Yesterday, while waiting for the results of my TB test, I finished reading Scorch Atlas. And it's hard not to have a visceral reaction to Butler's collection of shorts- all of which depict "the end" of times. His world is fantastic and creepy, filled with gnats the size of fists and eye sockets gone sour from too much sun. It's disgusting and nightmarish. On the level of craft, even the "topography" of the sentences is disorienting. Words are wrenched from their meanings and often turned into awkward verb-like things. All very uncomfortable. Hard to read. Almost in-human.

After all the depiction of sickness and infection in the novel, it was a sudden and odd relief to be told I don't have Tuberculosis. (Side note: the nurse shot me an eye-roll when I inanely emitted a 'woo hoo! to the results) My body was safe. My body was clean. No odd bumps or discolorations in my intestines. No swollen glands. Crooked bones. No milky nostrils. No bristly skin patches. Or soggy gums. My body was clean. My body was safe. Amongst the patients waiting for their results--the clinic serves (mostly) under served, impoverished individuals who are at high risk for infectious diseases--I could think only of the cleanliness of my own body. I couldn't even bring myself to pick up and read the free magazines for people living with HIV, lest someone think I have HIV. Yes, totally & utterly shameful. Despicable. I was inexplicably hyperphobic about disease.

And now, my a la Mel question: Why are we as writers and artists so interested in putting our bodies in positions of disease and violence?

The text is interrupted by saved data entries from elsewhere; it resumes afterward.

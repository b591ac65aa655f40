//! Error types for the agent discovery library

use std::io;
use thiserror::Error;

/// The primary error type for the agent-discovery crate
#[derive(Debug, Error)]
pub enum DiscoveryError {
    /// A discovery datagram or message could not be parsed or built
    #[error("Malformed discovery message: {0}")]
    MalformedMessage(String),

    /// Encoding would exceed the UDP payload ceiling
    #[error("Message of {size} bytes is longer than maximum size of {max} bytes")]
    MessageTooLarge {
        /// Encoded size in bytes
        size: usize,
        /// Maximum allowed size in bytes
        max: usize,
    },

    /// No registered provider owns the resource
    #[error("Resource not found: {0}")]
    ResourceNotFound(String),

    /// A provider could not be reached
    #[error("Provider '{provider}' unavailable: {reason}")]
    ProviderUnavailable {
        /// Name of the failing provider
        provider: String,
        /// Why the provider could not be reached
        reason: String,
    },

    /// A resource with the same identifier is already registered
    #[error("Resource already registered: {0}")]
    ResourceExists(String),

    /// The resource exists but has no such attribute
    #[error("No attribute '{attribute}' on resource {resource}")]
    AttributeNotFound {
        /// Identifier of the resource
        resource: String,
        /// Requested attribute name
        attribute: String,
    },

    /// An operation invoked on a resource failed
    #[error("Invocation failed: {0}")]
    Invocation(String),

    /// A resource identifier or pattern could not be parsed
    #[error("Invalid resource identifier: {0}")]
    InvalidIdentifier(String),

    /// No provider with the given name is registered
    #[error("Unknown provider: {0}")]
    UnknownProvider(String),

    /// A provider with the same name is already registered
    #[error("Provider already registered: {0}")]
    DuplicateProvider(String),

    /// The primary provider cannot be removed
    #[error("Primary provider '{0}' cannot be unregistered")]
    PrimaryProvider(String),

    /// A change listener is not installed on the provider
    #[error("Listener not found: {0}")]
    ListenerNotFound(String),

    /// Invalid configuration
    #[error("Configuration error: {0}")]
    Configuration(String),

    /// Network operation error
    #[error("Network error: {0}")]
    Network(String),

    /// Operation timeout
    #[error("Timeout: {0}")]
    Timeout(String),

    /// I/O error
    #[error("I/O error: {0}")]
    Io(#[from] io::Error),
}

impl From<config::ConfigError> for DiscoveryError {
    fn from(err: config::ConfigError) -> Self {
        Self::Configuration(err.to_string())
    }
}

/// Error severity levels
#[derive(Debug, Clone, Copy, PartialEq, Eq)]
pub enum ErrorSeverity {
    /// Fatal error requiring immediate attention
    Fatal,
    /// Error condition
    Error,
    /// Warning condition
    Warning,
    /// Informational message
    Info,
}

/// Common result type for library operations
pub type Result<T> = std::result::Result<T, DiscoveryError>;

impl DiscoveryError {
    /// Create a new malformed message error
    pub fn malformed<S: Into<String>>(msg: S) -> Self {
        Self::MalformedMessage(msg.into())
    }

    /// Create a new resource not found error for an identifier
    pub fn resource_not_found<S: ToString>(id: S) -> Self {
        Self::ResourceNotFound(id.to_string())
    }

    /// Create a new provider unavailable error
    pub fn provider_unavailable<P: Into<String>, S: Into<String>>(provider: P, reason: S) -> Self {
        Self::ProviderUnavailable {
            provider: provider.into(),
            reason: reason.into(),
        }
    }

    /// Create a new attribute not found error
    pub fn attribute_not_found<R: ToString, A: Into<String>>(resource: R, attribute: A) -> Self {
        Self::AttributeNotFound {
            resource: resource.to_string(),
            attribute: attribute.into(),
        }
    }

    /// Create a new invocation error
    pub fn invocation<S: Into<String>>(msg: S) -> Self {
        Self::Invocation(msg.into())
    }

    /// Create a new invalid identifier error
    pub fn invalid_identifier<S: Into<String>>(msg: S) -> Self {
        Self::InvalidIdentifier(msg.into())
    }

    /// Create a new configuration error
    pub fn configuration<S: Into<String>>(msg: S) -> Self {
        Self::Configuration(msg.into())
    }

    /// Create a new network error
    pub fn network<S: Into<String>>(msg: S) -> Self {
        Self::Network(msg.into())
    }

    /// Create a new timeout error
    pub fn timeout<S: Into<String>>(msg: S) -> Self {
        Self::Timeout(msg.into())
    }

    /// Check if error is retryable
    pub fn is_retryable(&self) -> bool {
        matches!(
            self,
            Self::Network(_) | Self::Timeout(_) | Self::ProviderUnavailable { .. }
        )
    }

    /// Get error severity
    pub fn severity(&self) -> ErrorSeverity {
        match self {
            Self::Configuration(_) | Self::MessageTooLarge { .. } => ErrorSeverity::Fatal,
            Self::ProviderUnavailable { .. } | Self::Io(_) => ErrorSeverity::Error,
            Self::Network(_) | Self::MalformedMessage(_) => ErrorSeverity::Warning,
            Self::Timeout(_) => ErrorSeverity::Info,
            _ => ErrorSeverity::Warning,
        }
    }
}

In my own work, I have sewn into my face, my body and those of my characters. Butler's most haunting image, for me, is that of a woman (a mother) holding a hammer to her belly, her blood-eyes piercing her on-lookers. The violence against bodies is so common in our work. Our characters are beaten, raped, abused, tortured, disfigured, etc. And these are just the physical tortures. In a world where disease and sickness is everywhere and the pressure to keep the body clean is pervasive is writing about the ill body a form of resistance? a form of escape? what is it with the attack on the body whether as metaphor or aesthetic?